Au cœur du dossier : la vente de camions ayant appartenu à un membre de la famille. Rafiou Diallo conteste les accusations, affirmant avoir agi « avec le consentement » de son beau-frère. « Je l’ai fait avec son consentement. Aujourd’hui, il le nie, mais Dieu est grand », a-t-il déclaré selon les sources judiciaires rapportées par GuinéeMedia.
Contexte : fragilité des cadres légaux et conflits civils
Ce procès s’inscrit dans une problématique plus large en Guinée et en Afrique de l’Ouest : la faiblesse des mécanismes de preuve dans les transactions privées et les litiges familiaux. Selon les observateurs judiciaires, de nombreux différends commerciaux entre proches dégénèrent en contentieux pénaux, révélant des lacunes dans les cadres contractuels formels.
La détention préventive prolongée de Rafiou Diallo depuis juin 2024 — soit plus d’un an avant l’ouverture du procès — soulève également des questions sur le respect des délais de jugement, un enjeu récurrent dans les systèmes judiciaires ouest-africains.

Enjeux de gouvernance judiciaire en Guinée
La Guinée, comme plusieurs États membres de la Communauté économique des États de l’Afrique de l’Ouest (CEDEAO), fait face à des défis structurels en matière de célérité judiciaire et de transparence procédurale. Le droit de la CEDEAO reconnaît le droit à un jugement équitable et dans un délai raisonnable, énoncé notamment par la Cour de Justice de la CEDEAO.

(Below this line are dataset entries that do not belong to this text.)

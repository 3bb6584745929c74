// Booking quote, simulated payment and invoice generation
use crate::catalog::HotelRecord;
use crate::date_range::DateSelection;
use crate::format::{format_date, format_price};
use chrono::{DateTime, NaiveDate, Utc};
use serde::{Deserialize, Serialize};
use thiserror::Error;

// Stay length used when no complete date range has been picked
pub const DEFAULT_NIGHTS: u32 = 2;
pub const DEFAULT_SERVICE_FEE: f64 = 50.0;

#[derive(Error, Debug, PartialEq)]
pub enum BookingError {
    #[error("Please fill in all payment details (missing: {})", .0.join(", "))]
    MissingPaymentDetails(Vec<&'static str>),

    #[error("No hotel selected")]
    NoHotelSelected,

    #[error("Hotel not found in catalog: {0}")]
    UnknownHotel(String),
}

pub fn nights_between(start: Option<NaiveDate>, end: Option<NaiveDate>) -> u32 {
    match (start, end) {
        (Some(start), Some(end)) => {
            let days = (end - start).num_days().unsigned_abs();
            u32::try_from(days).unwrap_or(u32::MAX)
        }
        _ => DEFAULT_NIGHTS,
    }
}

#[derive(Debug, Clone, Copy, PartialEq, Serialize, Deserialize)]
#[serde(rename_all = "camelCase")]
pub struct PriceQuote {
    pub room_rate: f64,
    pub nights: u32,
    pub service_fee: f64,
    pub subtotal: f64,
    pub total: f64,
}

impl PriceQuote {
    pub fn new(room_rate: f64, nights: u32, service_fee: f64) -> Self {
        let subtotal = room_rate * f64::from(nights);
        Self {
            room_rate,
            nights,
            service_fee,
            subtotal,
            total: subtotal + service_fee,
        }
    }

    // Quote for the hotel's discounted nightly rate over the picked dates
    pub fn for_stay(hotel: &HotelRecord, selection: &DateSelection, service_fee: f64) -> Self {
        let nights = nights_between(selection.start, selection.end);
        Self::new(hotel.discounted_price, nights, service_fee)
    }

    pub fn nights_label(&self) -> String {
        if self.nights == 1 {
            "1 night".to_string()
        } else {
            format!("{} nights", self.nights)
        }
    }
}

// Rooms-and-guests picker. Counts saturate at the picker bounds.
#[derive(Debug, Clone, Copy, PartialEq, Eq, Serialize, Deserialize)]
#[serde(rename_all = "camelCase")]
pub struct GuestCounts {
    pub rooms: u8,
    pub adults: u8,
    pub children: u8,
}

impl Default for GuestCounts {
    fn default() -> Self {
        Self {
            rooms: 1,
            adults: 2,
            children: 0,
        }
    }
}

impl GuestCounts {
    pub const ROOMS: (u8, u8) = (1, 5);
    pub const ADULTS: (u8, u8) = (1, 10);
    pub const CHILDREN: (u8, u8) = (0, 8);

    pub fn set_rooms(&mut self, rooms: u8) {
        self.rooms = rooms.clamp(Self::ROOMS.0, Self::ROOMS.1);
    }

    pub fn set_adults(&mut self, adults: u8) {
        self.adults = adults.clamp(Self::ADULTS.0, Self::ADULTS.1);
    }

    pub fn set_children(&mut self, children: u8) {
        self.children = children.clamp(Self::CHILDREN.0, Self::CHILDREN.1);
    }

    pub fn summary(&self) -> String {
        format!(
            "{} {} · {} {} · {} {}",
            self.rooms,
            plural(self.rooms, "room", "rooms"),
            self.adults,
            plural(self.adults, "adult", "adults"),
            self.children,
            plural(self.children, "child", "children"),
        )
    }
}

fn plural(count: u8, one: &'static str, many: &'static str) -> &'static str {
    if count == 1 {
        one
    } else {
        many
    }
}

#[derive(Debug, Clone, Default, PartialEq, Eq, Serialize, Deserialize)]
#[serde(rename_all = "camelCase")]
pub struct PaymentDetails {
    pub card_number: String,
    pub card_holder: String,
    pub expiry: String,
    pub cvv: String,
}

impl PaymentDetails {
    // Simulated payment: every field must be filled in, nothing else is checked
    pub fn validate(&self) -> Result<(), BookingError> {
        let missing: Vec<&'static str> = [
            ("card number", &self.card_number),
            ("card holder", &self.card_holder),
            ("expiry date", &self.expiry),
            ("CVV", &self.cvv),
        ]
        .into_iter()
        .filter(|(_, value)| value.trim().is_empty())
        .map(|(field, _)| field)
        .collect();

        if missing.is_empty() {
            Ok(())
        } else {
            Err(BookingError::MissingPaymentDetails(missing))
        }
    }

    // Last four digits for receipts, e.g. "•••• 4242"
    pub fn masked_card_number(&self) -> String {
        let digits: Vec<char> = self.card_number.chars().filter(|c| !c.is_whitespace()).collect();
        let tail: String = digits[digits.len().saturating_sub(4)..].iter().collect();
        format!("•••• {tail}")
    }
}

// Groups card digits in blocks of four as the user types
pub fn format_card_number(raw: &str) -> String {
    let cleaned: Vec<char> = raw.chars().filter(|c| !c.is_whitespace()).collect();
    cleaned
        .chunks(4)
        .map(|chunk| chunk.iter().collect::<String>())
        .collect::<Vec<_>>()
        .join(" ")
}

#[derive(Debug, Clone, PartialEq, Serialize, Deserialize)]
#[serde(rename_all = "camelCase")]
pub struct InvoiceLine {
    pub description: String,
    pub detail: String,
    pub amount: f64,
}

#[derive(Debug, Clone, PartialEq, Serialize, Deserialize)]
#[serde(rename_all = "camelCase")]
pub struct Invoice {
    pub number: String,
    pub issued_on: NaiveDate,
    pub hotel_name: String,
    pub location: String,
    pub check_in: Option<NaiveDate>,
    pub check_out: Option<NaiveDate>,
    pub guests: GuestCounts,
    pub lines: Vec<InvoiceLine>,
    pub total: f64,
}

impl Invoice {
    pub fn issue(
        hotel: &HotelRecord,
        selection: &DateSelection,
        guests: GuestCounts,
        quote: &PriceQuote,
        issued_at: DateTime<Utc>,
        currency_symbol: &str,
    ) -> Self {
        let lines = vec![
            InvoiceLine {
                description: "Room Rate (per night)".to_string(),
                detail: format!(
                    "{} × {}",
                    quote.nights_label(),
                    format_price(quote.room_rate, currency_symbol)
                ),
                amount: quote.subtotal,
            },
            InvoiceLine {
                description: "Service Fee".to_string(),
                detail: "Booking service".to_string(),
                amount: quote.service_fee,
            },
        ];

        Self {
            number: invoice_number(issued_at),
            issued_on: issued_at.date_naive(),
            hotel_name: hotel.name.clone(),
            location: hotel.location.clone(),
            check_in: selection.start,
            check_out: selection.end,
            guests,
            lines,
            total: quote.total,
        }
    }

    // e.g. "August 8, 2024"
    pub fn issued_label(&self) -> String {
        self.issued_on.format("%B %-d, %Y").to_string()
    }

    pub fn stay_label(&self) -> String {
        match (self.check_in, self.check_out) {
            (Some(check_in), Some(check_out)) => {
                format!("{} - {}", format_date(check_in), format_date(check_out))
            }
            (Some(check_in), None) => format_date(check_in),
            _ => String::new(),
        }
    }

    pub fn share_message(&self) -> String {
        format!("Invoice {} - {}", self.number, self.hotel_name)
    }
}

// "INV-" followed by the last eight digits of the millisecond timestamp
pub fn invoice_number(issued_at: DateTime<Utc>) -> String {
    format!(
        "INV-{:08}",
        issued_at.timestamp_millis().rem_euclid(100_000_000)
    )
}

Le présent dossier illustre comment les litiges civils mal encadrés peuvent déboucher sur des poursuites pénales, accroissant la charge des tribunaux correctionnels déjà saturés dans plusieurs capitales régionales.
Enjeux transnationaux
Le commerce transfrontalier de véhicules reste un secteur sensible en Afrique de l’Ouest, où les transactions informelles dominent. L’absence de documentation claire expose les parties à des conflits de propriété et à des complications légales. Cet enjeu dépasse le seul cadre guinéen : il concerne les États de la CEDEAO, où la libre circulation des biens et personnes suppose une harmonisation progressive des normes commerciales.
Qu’en attendre
Le verdict du tribunal correctionnel de Kaloum devrait clarifier les responsabilités respectives d’Oumar Rafiou Diallo et de Hassana Traoré. Au-delà du cas individuel, ce jugement pourrait orienter la jurisprudence guinéenne sur la qualification de l’abus de confiance dans les transactions informelles entre membres d’une même famille.
Fameen News suivra l’évolution de ce dossier et ses implications pour les cadres juridiques commerciaux en Guinée et en région.